As Josh Clark explains, the location of buttons and other controls on the lower part of the screen shouldn’t be only a matter of convenience, because locating them in that area also avoids covering them with the hand when moving over the mobile phone. This concept was already contemplated in everyday items like iPods or calculators, where the movement of the hand generally did not interfere with the visualization of data.
However, each operating system uses screen space differently, and that use also conditions applications. For example, iOS locates tabs within the comfort zone of the thumb, allowing simple shifts between content. Meanwhile, Android uses tabs in the upper area that are harder to reach but avoid conflict with other buttons, such as the back arrow, located on the lower part of the screen. Windows Phone is a similar case.
With larger phones in which the screen exceeds four inches, or for performing more precise tasks like writing, it is common for users to hold the device with both hands. In such cases, one hand is dedicated entirely to holding the phone and the other, generally using the index finger, taps and gestures with more liberty and precision.
Incidence in Device Orientation
Taking into account a device’s orientation when an app is being used means making the most of each scenario. Generally, smartphones are held vertically, while in the case of tablets, it is common to go from portrait to landscape more frequently.
In smartphones, landscape orientation is used largely in situations that require making the most of the entire screen. Holding the phone horizontally provides space for a bigger keyboard and more surface to tap keys for more comfortable writing.
It’s advisable to design for both orientations so that users aren’t forced into only one version. However, it is also necessary to evaluate whether it is really worthwhile for the app, taking into consideration that designing a landscape version doesn’t mean directly transferring each element to the most similar position in the portrait orientation. It means taking full advantage of the space available in landscape mode, relocating and rearranging graphic and interactive elements to improve usability.
Patterns of Interaction
According to Martijn van Welie, «an interaction pattern is a short hand summary of a design solution that has proven to work more than once. Please be inspired: use them as a guide, not as a law.»
Interaction patterns are tested solutions that answer common design problems. Using them as a guide can help expedite and simplify design work in an interface. Using interaction patterns also ensures that users will find familiar elements in the interface, making them feel more comfortable and confident when using the app.
Simple and consistent navigation is an essential component of user experience in an app, involving numerous questions. How will the user move around the app? With menus, or with the content itself? What happens when there is a notification? How can the user go back?
Tabs can be used to filter content or move among screens that, according to information architecture, have a hierarchy that indicates where the user is and what’s next.
Best practices indicate that it’s always necessary to indicate the tab selected. Order and location must be maintained and can’t change from one screen to another, and they mustn’t be used to include actions besides navigation.
Android uses tabs in the upper part of the screen (just below the action bar), which, unlike iOS, are generally used for the second navigation level.

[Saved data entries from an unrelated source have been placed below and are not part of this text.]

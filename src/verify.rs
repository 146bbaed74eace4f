//! # SD Claim Verification (C12)
//!
//! Given an already envelope-verified payload (see [`crate::envelope`] for
//! C11) and the disclosures a holder chose to present, recomputes each
//! disclosure's digest, locates it in the payload's digest array at the
//! right nesting level, and splices the disclosed claim back into the tree.
//! Claim-level failures are non-fatal and reported per claim; only the
//! envelope-level check in C11 is fatal.

use crate::cancel::CancellationToken;
use crate::disclosure::Disclosure;
use crate::error::{Error, Result};
use crate::grouping::{ParentContainer, navigate_any_mut, navigate_mut};
use crate::hash::HashAlgorithm;
use crate::path::CredentialPath;
use crate::redact::ClaimTreeCodec;
use crate::value::Value;

/// The outcome of [`verify_sd_claims`]: the fully-disclosed claim tree plus
/// per-claim bookkeeping.
pub struct VerifiedClaims {
    /// The claim tree with every successfully-verified disclosure spliced
    /// back in.
    pub claims: Value,
    /// Paths that verified and were spliced back in.
    pub disclosed: Vec<CredentialPath>,
    /// Disclosures that failed digest verification, with the reason.
    pub claim_failures: Vec<(CredentialPath, Error)>,
}

fn count_occurrences(tree: &Value, target: &Value, key: &str) -> usize {
    match tree {
        Value::Map(entries) => {
            let mut count = entries
                .iter()
                .find(|(k, _)| k == key)
                .and_then(|(_, v)| match v {
                    Value::Array(items) => Some(items.iter().filter(|i| *i == target).count()),
                    _ => None,
                })
                .unwrap_or(0);
            for (_, value) in entries {
                count += count_occurrences(value, target, key);
            }
            count
        }
        Value::Array(items) => items.iter().map(|item| count_occurrences(item, target, key)).sum(),
        _ => 0,
    }
}

fn count_tombstone_occurrences(tree: &Value, target: &Value, tombstone_key: &str) -> usize {
    let is_tombstone = |value: &Value| {
        matches!(value, Value::Map(entries)
            if entries.len() == 1 && entries[0].0 == tombstone_key && &entries[0].1 == target)
    };
    match tree {
        Value::Array(items) => {
            let mut count = items.iter().filter(|item| is_tombstone(item)).count();
            for item in items {
                count += count_tombstone_occurrences(item, target, tombstone_key);
            }
            count
        }
        Value::Map(entries) => {
            entries.iter().map(|(_, v)| count_tombstone_occurrences(v, target, tombstone_key)).sum()
        }
        _ => 0,
    }
}

fn splice_property(
    tree: &mut Value,
    parent: &CredentialPath,
    digest: &Value,
    disclosure: &Disclosure,
    digest_key: &str,
) -> Result<()> {
    let entries = navigate_mut(tree, parent)?;
    if let Some((_, Value::Array(items))) = entries.iter_mut().find(|(key, _)| key == digest_key) {
        items.retain(|item| item != digest);
    }
    if let Some(name) = &disclosure.claim_name {
        entries.push((name.clone(), disclosure.claim_value.clone()));
    }
    Ok(())
}

fn splice_array_element(tree: &mut Value, parent: &CredentialPath, disclosure: &Disclosure) -> Result<()> {
    let ParentContainer::Array(items) = navigate_any_mut(tree, parent)? else {
        return Err(Error::PathNotResolvable(disclosure.path.to_canonical_string()));
    };
    let leaf = disclosure
        .path
        .leaf()
        .ok_or_else(|| Error::PathNotResolvable(disclosure.path.to_canonical_string()))?;
    let index: usize = leaf
        .parse()
        .map_err(|_| Error::PathNotResolvable(disclosure.path.to_canonical_string()))?;
    let slot = items
        .get_mut(index)
        .ok_or_else(|| Error::PathNotResolvable(disclosure.path.to_canonical_string()))?;
    *slot = disclosure.claim_value.clone();
    Ok(())
}

fn find_leaf<'a>(tree: &'a Value, path: &CredentialPath) -> Option<&'a Value> {
    let segments = path.segments()?;
    let mut current = tree;
    for segment in segments {
        let Value::Map(entries) = current else { return None };
        current = &entries.iter().find(|(key, _)| key == segment)?.1;
    }
    Some(current)
}

/// Verifies and splices `disclosures` into `payload_bytes`.
///
/// # Errors
///
/// Returns [`Error::Cancelled`] if `cancellation` is cancelled before any
/// disclosure is processed or between disclosures,
/// [`Error::InvalidTokenStructure`] if `payload_bytes` does not
/// parse, or [`Error::MandatoryClaimsMissing`] if any `mandatory_paths` leaf
/// is absent from the final claim tree. Individual digest mismatches are
/// reported in [`VerifiedClaims::claim_failures`] rather than failing the
/// whole call.
pub fn verify_sd_claims(
    payload_bytes: &[u8],
    disclosures: &[Disclosure],
    codec: &dyn ClaimTreeCodec,
    mandatory_paths: &[CredentialPath],
    hash_algorithm: HashAlgorithm,
    cancellation: &CancellationToken,
) -> Result<VerifiedClaims> {
    cancellation.check()?;
    let mut tree = codec.parse(payload_bytes)?;
    let mut disclosed = Vec::new();
    let mut claim_failures = Vec::new();

    for disclosure in disclosures {
        cancellation.check()?;
        let encoded = match codec.encode_disclosure(disclosure) {
            Ok(bytes) => bytes,
            Err(err) => {
                claim_failures.push((disclosure.path.clone(), err));
                continue;
            }
        };
        let digest = codec.digest_value(hash_algorithm.digest(&encoded));

        let Some(parent) = disclosure.path.parent() else {
            claim_failures.push((disclosure.path.clone(), Error::CannotRedactRoot));
            continue;
        };

        let spliced = if disclosure.claim_name.is_some() {
            let total = count_occurrences(&tree, &digest, codec.digest_key());
            if total == 1 {
                splice_property(&mut tree, &parent, &digest, disclosure, codec.digest_key())
            } else {
                Err(Error::DigestMismatch(disclosure.path.to_canonical_string()))
            }
        } else {
            let total = count_tombstone_occurrences(&tree, &digest, codec.array_tombstone_key());
            if total == 1 {
                splice_array_element(&mut tree, &parent, disclosure)
            } else {
                Err(Error::DigestMismatch(disclosure.path.to_canonical_string()))
            }
        };

        match spliced {
            Ok(()) => disclosed.push(disclosure.path.clone()),
            Err(err) => claim_failures.push((disclosure.path.clone(), err)),
        }
    }

    let missing: Vec<String> = mandatory_paths
        .iter()
        .filter(|path| find_leaf(&tree, path).is_none())
        .map(CredentialPath::to_canonical_string)
        .collect();
    if !missing.is_empty() {
        return Err(Error::MandatoryClaimsMissing(missing));
    }

    Ok(VerifiedClaims { claims: tree, disclosed, claim_failures })
}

It has two different tabs: fixed (always visible) and sliding (the user can see the current tab and two adjacent ones). In any case, Google suggests applying a golden rule of using no more than five to seven tabs.
iOS, on the other hand, always locates them in the lower part of the screen. In the iPhone, it is possible to visualize a maximum of five tabs. If more are needed, the last tab will read more, and house less relevant sections. According to Apple’s official guides, tabs should always be visible and are best used for organizing the most important content within the hierarchy.
Windows Phone goes against the visual metaphor of tabs with something called pivot control, even though the function is the same. They are always located in the upper part of the screen and, because of their large size, play the part of title and tab at the same time. The recommendation is to use them in complement with and as subordinates of the Panorama menu, which navigates higher content hierarchies within the app.
Depending on how you look at it, all vertically-arranged structured content can make up a list. This way of showing as many items as necessary allows the user to tap any of them to obtain complementary information.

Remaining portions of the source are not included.